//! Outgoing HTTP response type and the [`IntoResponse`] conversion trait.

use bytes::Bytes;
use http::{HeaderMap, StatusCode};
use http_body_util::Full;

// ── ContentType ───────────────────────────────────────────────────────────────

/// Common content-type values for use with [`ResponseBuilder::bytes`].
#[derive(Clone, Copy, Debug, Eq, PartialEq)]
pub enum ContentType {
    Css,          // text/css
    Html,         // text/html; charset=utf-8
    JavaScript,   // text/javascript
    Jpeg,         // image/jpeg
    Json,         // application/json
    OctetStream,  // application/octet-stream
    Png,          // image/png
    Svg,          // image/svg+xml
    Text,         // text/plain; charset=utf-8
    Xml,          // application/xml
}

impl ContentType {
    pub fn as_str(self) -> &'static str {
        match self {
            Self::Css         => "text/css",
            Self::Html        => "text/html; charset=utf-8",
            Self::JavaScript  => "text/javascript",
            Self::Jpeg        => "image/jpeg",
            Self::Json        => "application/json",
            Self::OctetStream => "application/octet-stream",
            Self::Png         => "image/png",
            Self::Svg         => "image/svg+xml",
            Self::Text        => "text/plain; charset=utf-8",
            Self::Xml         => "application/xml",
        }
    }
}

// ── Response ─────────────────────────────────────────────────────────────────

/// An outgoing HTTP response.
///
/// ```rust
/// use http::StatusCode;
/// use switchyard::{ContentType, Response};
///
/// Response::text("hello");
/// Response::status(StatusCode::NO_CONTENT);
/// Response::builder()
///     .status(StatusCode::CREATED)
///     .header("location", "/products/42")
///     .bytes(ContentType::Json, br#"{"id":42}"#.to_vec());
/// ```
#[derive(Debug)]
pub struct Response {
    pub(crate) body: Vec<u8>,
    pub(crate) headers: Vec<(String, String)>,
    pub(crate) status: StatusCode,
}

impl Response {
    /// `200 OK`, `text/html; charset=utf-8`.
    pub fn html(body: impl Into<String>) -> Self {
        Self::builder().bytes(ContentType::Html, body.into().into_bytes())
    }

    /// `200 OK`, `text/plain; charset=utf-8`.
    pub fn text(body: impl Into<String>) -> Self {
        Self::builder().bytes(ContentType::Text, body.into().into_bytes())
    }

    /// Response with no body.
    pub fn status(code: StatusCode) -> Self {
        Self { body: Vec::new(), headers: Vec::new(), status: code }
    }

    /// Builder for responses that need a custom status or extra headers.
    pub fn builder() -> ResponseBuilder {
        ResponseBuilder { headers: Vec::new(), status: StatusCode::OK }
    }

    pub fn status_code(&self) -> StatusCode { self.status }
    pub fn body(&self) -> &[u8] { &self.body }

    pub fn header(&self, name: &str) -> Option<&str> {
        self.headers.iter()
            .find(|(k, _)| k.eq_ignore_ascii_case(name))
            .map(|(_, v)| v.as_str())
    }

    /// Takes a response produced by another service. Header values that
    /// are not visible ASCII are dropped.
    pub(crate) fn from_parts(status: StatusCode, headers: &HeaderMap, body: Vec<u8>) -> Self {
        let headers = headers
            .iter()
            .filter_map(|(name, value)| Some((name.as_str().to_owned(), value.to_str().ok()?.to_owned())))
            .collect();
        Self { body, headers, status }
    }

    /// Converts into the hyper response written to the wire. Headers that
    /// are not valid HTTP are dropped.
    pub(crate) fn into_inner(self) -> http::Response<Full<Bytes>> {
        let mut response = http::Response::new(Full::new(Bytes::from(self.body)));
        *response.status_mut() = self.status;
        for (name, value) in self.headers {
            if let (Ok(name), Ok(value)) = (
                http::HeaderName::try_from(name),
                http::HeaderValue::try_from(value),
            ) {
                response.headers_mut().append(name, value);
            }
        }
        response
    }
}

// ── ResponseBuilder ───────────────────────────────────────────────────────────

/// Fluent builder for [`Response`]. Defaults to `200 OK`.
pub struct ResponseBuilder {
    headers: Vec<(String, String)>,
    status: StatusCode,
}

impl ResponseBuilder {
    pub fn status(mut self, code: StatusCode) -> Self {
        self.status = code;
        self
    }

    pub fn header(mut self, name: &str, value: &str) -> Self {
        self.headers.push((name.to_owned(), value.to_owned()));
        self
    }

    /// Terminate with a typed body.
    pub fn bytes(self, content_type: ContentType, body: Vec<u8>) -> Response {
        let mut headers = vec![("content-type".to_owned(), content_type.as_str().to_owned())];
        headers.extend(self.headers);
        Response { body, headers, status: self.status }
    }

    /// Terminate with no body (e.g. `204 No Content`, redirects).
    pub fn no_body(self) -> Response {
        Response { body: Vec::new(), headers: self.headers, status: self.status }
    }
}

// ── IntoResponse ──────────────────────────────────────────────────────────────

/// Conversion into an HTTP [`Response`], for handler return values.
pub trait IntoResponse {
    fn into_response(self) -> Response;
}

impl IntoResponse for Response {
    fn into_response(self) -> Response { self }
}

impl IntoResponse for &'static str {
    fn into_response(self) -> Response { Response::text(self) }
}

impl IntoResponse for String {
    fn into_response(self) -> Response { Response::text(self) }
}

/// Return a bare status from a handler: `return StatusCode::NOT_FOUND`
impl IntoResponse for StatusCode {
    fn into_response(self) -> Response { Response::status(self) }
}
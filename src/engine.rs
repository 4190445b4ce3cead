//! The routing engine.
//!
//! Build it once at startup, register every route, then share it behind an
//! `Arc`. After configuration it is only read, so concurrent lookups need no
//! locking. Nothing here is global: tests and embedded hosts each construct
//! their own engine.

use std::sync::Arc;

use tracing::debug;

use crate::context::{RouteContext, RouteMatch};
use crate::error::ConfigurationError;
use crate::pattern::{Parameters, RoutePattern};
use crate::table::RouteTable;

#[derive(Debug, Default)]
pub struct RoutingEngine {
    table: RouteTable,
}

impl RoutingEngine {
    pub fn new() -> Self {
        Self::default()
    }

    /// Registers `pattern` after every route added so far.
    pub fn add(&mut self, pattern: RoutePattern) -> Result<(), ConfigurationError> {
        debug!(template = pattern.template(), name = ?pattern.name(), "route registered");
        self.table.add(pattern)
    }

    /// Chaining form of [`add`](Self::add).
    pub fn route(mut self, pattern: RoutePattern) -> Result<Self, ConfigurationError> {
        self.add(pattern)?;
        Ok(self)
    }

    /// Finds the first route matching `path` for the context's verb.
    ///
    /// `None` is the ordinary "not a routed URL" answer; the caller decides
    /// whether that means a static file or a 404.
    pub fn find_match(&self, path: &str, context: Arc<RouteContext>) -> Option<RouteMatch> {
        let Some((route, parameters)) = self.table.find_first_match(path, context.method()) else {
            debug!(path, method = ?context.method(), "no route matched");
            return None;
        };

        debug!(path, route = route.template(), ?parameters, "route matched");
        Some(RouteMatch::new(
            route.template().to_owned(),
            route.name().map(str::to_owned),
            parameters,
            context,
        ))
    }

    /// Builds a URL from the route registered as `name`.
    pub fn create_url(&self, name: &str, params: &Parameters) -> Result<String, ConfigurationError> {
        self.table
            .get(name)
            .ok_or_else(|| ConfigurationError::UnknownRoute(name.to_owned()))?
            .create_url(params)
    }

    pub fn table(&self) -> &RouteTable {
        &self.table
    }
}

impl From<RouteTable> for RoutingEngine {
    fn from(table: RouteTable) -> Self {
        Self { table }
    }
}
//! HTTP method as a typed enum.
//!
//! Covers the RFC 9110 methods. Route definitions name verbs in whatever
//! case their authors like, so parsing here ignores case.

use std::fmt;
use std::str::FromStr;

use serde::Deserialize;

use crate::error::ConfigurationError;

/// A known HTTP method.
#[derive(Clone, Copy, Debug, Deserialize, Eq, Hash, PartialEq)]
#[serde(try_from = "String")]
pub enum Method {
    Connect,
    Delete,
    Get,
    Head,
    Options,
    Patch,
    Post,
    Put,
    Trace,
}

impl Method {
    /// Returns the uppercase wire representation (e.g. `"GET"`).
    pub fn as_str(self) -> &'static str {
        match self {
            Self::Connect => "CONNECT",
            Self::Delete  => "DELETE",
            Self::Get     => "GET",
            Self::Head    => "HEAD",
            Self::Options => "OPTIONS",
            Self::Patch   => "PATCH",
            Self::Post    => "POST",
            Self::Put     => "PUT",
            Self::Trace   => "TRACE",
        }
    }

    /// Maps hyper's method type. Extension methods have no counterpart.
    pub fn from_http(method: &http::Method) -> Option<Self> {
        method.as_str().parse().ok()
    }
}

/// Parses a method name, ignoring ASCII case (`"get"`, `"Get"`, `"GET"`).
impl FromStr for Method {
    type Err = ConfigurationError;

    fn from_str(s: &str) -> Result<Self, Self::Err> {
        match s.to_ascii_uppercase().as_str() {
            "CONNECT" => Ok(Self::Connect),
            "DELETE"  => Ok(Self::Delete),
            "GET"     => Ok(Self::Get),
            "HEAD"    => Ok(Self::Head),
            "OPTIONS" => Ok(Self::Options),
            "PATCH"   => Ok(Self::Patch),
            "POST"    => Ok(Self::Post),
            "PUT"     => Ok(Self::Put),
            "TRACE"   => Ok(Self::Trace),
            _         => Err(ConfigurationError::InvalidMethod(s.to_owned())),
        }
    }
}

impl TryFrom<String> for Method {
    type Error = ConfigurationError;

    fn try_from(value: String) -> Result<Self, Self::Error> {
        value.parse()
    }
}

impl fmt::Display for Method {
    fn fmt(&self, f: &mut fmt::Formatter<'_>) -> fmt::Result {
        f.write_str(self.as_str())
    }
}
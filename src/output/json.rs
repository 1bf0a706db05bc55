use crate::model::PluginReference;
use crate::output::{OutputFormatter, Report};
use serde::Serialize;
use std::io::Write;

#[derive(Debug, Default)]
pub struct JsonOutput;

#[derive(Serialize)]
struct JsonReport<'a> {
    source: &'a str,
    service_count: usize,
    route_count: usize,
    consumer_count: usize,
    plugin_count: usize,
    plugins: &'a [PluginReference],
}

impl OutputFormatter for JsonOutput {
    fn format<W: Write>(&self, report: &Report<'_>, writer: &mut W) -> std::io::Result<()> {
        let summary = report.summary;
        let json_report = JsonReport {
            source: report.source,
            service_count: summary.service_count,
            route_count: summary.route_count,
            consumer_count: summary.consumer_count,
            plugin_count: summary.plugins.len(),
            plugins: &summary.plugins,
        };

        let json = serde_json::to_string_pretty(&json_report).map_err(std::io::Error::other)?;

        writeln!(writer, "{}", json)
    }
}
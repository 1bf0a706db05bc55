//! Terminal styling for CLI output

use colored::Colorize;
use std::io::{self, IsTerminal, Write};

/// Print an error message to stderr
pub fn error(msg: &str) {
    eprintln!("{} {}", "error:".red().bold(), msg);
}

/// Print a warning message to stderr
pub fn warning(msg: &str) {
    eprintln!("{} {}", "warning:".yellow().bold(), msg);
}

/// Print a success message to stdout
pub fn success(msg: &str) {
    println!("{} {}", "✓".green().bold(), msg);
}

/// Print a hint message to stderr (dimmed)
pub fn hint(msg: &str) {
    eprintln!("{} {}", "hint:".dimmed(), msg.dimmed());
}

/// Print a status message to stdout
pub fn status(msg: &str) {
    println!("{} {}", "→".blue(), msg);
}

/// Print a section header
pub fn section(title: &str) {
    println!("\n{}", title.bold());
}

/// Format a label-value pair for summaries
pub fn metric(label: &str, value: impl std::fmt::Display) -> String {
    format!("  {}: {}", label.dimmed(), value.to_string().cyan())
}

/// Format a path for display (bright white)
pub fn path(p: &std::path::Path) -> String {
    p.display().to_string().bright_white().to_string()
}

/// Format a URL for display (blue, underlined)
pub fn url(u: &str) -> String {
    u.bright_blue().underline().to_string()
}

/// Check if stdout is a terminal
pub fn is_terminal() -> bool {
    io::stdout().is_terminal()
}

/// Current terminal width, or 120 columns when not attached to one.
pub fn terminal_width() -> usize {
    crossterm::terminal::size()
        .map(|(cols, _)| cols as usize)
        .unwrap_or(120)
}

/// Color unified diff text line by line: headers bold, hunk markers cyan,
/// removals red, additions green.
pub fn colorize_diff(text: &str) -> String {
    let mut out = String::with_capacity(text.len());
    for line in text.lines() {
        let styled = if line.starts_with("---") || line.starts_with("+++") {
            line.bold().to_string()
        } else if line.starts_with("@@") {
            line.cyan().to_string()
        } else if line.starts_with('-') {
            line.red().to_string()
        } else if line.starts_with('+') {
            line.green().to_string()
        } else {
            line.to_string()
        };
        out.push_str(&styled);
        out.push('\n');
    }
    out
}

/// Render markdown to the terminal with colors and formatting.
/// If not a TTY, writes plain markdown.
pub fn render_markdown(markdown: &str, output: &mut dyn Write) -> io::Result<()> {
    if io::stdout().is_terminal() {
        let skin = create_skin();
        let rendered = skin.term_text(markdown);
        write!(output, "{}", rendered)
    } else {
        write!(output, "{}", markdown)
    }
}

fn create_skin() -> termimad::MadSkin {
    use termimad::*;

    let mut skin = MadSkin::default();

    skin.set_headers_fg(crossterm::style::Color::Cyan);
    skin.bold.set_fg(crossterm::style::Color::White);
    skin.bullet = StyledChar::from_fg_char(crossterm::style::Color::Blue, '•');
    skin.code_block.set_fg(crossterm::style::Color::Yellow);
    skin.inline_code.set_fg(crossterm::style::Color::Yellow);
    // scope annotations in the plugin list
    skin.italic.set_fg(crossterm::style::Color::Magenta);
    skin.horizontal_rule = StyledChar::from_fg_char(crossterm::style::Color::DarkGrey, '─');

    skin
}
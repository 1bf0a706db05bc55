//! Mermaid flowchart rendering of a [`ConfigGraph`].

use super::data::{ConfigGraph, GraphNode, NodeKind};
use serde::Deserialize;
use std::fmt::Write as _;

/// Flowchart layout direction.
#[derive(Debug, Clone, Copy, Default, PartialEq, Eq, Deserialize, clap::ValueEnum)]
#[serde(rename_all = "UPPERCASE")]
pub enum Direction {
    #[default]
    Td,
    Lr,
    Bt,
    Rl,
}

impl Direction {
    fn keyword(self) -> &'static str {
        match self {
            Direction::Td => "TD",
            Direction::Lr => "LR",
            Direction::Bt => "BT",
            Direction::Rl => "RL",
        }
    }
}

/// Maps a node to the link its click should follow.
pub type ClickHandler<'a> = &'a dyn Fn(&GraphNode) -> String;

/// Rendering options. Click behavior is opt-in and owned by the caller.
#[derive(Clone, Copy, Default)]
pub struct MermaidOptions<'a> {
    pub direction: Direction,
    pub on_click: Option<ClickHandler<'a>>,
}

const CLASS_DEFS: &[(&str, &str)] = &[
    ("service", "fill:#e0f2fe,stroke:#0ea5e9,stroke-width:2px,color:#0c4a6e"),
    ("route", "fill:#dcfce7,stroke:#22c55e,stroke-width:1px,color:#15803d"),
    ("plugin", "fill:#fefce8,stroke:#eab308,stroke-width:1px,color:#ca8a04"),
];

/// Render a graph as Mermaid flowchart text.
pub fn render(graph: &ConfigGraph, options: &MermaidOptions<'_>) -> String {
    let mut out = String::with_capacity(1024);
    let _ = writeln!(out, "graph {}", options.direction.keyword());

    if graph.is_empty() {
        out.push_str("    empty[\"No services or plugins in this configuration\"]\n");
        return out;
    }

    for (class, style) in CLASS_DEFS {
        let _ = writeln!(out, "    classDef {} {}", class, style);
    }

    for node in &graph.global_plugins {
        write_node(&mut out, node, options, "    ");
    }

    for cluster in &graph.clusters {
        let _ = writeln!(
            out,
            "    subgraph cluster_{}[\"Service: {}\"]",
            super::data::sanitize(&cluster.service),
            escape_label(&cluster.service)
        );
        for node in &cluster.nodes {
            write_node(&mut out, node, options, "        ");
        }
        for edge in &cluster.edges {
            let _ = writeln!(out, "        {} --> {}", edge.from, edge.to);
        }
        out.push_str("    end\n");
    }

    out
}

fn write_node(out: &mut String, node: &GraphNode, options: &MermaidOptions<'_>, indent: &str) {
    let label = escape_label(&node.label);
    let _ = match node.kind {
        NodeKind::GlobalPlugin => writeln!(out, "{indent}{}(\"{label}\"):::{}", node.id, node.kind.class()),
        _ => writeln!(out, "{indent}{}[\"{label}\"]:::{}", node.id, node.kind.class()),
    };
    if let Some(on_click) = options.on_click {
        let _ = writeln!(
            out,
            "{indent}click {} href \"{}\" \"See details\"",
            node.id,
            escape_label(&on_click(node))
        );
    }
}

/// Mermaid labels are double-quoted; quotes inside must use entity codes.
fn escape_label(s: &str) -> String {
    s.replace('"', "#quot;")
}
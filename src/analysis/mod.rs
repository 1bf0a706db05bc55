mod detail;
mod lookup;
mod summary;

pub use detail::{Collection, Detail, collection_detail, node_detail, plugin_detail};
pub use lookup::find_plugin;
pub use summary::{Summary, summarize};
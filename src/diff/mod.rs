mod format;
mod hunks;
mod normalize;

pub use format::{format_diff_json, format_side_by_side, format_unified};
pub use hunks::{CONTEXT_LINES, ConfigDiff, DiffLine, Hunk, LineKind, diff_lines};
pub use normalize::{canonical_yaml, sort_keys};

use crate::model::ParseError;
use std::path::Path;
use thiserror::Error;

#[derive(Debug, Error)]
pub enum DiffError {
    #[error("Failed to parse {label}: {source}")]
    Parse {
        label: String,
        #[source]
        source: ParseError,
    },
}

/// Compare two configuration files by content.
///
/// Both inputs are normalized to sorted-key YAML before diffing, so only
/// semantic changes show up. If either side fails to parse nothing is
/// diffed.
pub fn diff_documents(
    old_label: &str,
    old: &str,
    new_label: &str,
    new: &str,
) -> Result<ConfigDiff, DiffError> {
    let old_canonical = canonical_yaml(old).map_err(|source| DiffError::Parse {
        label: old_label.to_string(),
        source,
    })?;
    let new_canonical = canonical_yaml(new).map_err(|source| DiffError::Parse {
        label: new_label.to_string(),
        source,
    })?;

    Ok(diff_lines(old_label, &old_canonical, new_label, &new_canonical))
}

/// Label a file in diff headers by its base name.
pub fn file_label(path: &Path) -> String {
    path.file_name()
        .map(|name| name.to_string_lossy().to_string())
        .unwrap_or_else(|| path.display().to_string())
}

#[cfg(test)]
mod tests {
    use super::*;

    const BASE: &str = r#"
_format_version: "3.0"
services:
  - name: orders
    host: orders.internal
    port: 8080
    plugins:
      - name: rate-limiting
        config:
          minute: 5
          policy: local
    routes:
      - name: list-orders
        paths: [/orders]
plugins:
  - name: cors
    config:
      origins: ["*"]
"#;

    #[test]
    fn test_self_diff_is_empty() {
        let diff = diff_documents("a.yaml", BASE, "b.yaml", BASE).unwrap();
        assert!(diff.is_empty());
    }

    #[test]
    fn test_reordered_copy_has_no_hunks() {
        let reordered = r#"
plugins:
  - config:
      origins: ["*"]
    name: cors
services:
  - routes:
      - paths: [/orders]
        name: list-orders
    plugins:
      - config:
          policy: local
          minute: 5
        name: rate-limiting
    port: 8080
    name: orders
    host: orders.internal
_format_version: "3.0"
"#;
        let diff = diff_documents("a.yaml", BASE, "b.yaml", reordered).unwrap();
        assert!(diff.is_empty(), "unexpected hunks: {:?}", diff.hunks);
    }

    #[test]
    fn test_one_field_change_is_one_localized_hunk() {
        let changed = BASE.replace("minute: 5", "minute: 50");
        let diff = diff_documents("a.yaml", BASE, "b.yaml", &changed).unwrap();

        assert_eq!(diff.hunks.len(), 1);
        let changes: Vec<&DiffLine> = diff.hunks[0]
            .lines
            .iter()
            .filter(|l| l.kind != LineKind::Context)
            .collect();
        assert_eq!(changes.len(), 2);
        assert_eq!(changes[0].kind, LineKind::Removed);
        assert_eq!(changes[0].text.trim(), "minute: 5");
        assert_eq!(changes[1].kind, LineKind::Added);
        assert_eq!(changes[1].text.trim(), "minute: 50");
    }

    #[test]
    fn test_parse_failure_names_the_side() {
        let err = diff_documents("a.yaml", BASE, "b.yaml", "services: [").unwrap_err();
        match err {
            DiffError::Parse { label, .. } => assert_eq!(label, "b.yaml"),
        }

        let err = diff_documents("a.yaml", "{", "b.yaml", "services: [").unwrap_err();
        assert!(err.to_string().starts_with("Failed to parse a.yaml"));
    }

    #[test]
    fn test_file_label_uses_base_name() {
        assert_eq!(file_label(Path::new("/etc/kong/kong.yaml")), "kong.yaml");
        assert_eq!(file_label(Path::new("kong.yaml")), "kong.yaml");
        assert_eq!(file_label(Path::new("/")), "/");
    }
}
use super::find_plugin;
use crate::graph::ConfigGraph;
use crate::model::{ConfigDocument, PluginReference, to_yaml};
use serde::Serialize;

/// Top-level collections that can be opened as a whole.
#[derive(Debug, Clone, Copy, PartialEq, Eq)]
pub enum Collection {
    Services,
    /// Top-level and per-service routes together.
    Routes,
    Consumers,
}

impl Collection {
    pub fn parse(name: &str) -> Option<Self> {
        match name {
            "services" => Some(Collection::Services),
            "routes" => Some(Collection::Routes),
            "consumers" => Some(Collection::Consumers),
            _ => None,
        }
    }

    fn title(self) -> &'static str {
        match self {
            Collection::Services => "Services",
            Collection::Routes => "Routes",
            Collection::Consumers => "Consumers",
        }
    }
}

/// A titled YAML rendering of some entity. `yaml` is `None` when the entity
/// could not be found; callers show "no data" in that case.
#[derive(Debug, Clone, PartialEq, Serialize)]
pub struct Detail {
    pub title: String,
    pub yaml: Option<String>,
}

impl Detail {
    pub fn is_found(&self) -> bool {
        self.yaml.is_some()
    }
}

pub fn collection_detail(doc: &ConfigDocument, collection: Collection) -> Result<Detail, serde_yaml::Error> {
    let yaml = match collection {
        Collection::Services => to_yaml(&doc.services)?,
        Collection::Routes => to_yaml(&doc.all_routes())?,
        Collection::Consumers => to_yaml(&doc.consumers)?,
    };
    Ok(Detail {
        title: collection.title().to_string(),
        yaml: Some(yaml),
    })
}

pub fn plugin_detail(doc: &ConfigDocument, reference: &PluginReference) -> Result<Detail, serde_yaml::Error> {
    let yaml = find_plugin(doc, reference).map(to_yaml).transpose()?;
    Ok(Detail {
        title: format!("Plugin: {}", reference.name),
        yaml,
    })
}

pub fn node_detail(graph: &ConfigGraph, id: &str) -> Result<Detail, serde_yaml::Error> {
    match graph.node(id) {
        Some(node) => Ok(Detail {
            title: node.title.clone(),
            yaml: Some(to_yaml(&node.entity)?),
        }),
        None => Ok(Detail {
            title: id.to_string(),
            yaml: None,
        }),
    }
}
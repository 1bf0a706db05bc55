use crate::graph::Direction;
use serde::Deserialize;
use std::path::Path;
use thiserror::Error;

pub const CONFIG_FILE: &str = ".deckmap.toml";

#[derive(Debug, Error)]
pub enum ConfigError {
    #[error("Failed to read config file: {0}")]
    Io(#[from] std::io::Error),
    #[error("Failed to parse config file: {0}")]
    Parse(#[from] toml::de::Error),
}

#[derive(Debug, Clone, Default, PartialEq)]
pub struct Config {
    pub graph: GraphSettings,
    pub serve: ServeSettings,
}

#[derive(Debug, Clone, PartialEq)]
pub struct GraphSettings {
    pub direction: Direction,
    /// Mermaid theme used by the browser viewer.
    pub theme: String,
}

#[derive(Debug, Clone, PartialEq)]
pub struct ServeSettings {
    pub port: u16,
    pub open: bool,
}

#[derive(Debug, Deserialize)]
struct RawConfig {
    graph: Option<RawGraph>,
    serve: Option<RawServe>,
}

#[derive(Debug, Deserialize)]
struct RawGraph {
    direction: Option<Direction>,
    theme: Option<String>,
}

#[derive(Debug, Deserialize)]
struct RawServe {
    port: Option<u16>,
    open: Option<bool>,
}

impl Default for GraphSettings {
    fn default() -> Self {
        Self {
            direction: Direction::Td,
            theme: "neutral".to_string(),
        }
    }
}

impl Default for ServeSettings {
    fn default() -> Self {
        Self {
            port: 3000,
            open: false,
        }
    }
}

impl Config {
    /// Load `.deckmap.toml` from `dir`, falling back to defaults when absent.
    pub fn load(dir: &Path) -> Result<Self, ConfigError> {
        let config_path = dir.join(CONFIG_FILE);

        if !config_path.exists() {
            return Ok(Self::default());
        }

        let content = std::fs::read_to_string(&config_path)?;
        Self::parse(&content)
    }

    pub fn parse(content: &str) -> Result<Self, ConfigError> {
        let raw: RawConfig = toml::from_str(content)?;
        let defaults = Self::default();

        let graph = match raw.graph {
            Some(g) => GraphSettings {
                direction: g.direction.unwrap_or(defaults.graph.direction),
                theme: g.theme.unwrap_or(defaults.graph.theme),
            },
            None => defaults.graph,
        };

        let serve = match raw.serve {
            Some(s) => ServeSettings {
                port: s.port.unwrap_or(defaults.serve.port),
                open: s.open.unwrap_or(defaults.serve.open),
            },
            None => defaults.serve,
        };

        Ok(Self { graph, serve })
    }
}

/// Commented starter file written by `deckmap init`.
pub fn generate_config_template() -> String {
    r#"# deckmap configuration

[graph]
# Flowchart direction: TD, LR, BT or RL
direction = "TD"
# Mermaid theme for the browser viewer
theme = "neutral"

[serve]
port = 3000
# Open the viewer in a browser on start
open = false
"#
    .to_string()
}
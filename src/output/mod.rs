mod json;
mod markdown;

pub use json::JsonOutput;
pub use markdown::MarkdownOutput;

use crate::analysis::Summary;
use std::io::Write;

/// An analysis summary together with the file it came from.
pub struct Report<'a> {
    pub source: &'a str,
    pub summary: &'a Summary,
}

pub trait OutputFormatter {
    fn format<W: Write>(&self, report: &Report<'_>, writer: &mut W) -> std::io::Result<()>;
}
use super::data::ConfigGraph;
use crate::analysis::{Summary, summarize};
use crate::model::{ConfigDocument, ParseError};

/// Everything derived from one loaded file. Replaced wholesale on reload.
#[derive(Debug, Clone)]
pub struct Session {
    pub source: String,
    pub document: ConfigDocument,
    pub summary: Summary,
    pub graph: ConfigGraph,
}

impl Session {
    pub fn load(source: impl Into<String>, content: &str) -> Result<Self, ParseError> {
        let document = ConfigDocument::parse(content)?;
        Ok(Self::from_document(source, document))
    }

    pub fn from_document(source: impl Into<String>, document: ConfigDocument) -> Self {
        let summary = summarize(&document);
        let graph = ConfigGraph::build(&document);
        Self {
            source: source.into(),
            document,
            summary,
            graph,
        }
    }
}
____
◆ **Action item**: Write out exactly the lines above from the line with "pub struct RoutingEngine" through the line with "pub fn find_match(&self, path: &str, context: Arc<RouteContext>)", both of them included, and leave out all other lines.

◆ **Result**:
pub struct RoutingEngine {
    table: RouteTable,
}

impl RoutingEngine {
    pub fn new() -> Self {
        Self::default()
    }

    /// Registers `pattern` after every route added so far.
    pub fn add(&mut self, pattern: RoutePattern) -> Result<(), ConfigurationError> {
        debug!(template = pattern.template(), name = ?pattern.name(), "route registered");
        self.table.add(pattern)
    }

    /// Chaining form of [`add`](Self::add).
    pub fn route(mut self, pattern: RoutePattern) -> Result<Self, ConfigurationError> {
        self.add(pattern)?;
        Ok(self)
    }

    /// Finds the first route matching `path` for the context's verb.
    ///
    /// `None` is the ordinary "not a routed URL" answer; the caller decides
    /// whether that means a static file or a 404.
    pub fn find_match(&self, path: &str, context: Arc<RouteContext>) -> Option<RouteMatch> {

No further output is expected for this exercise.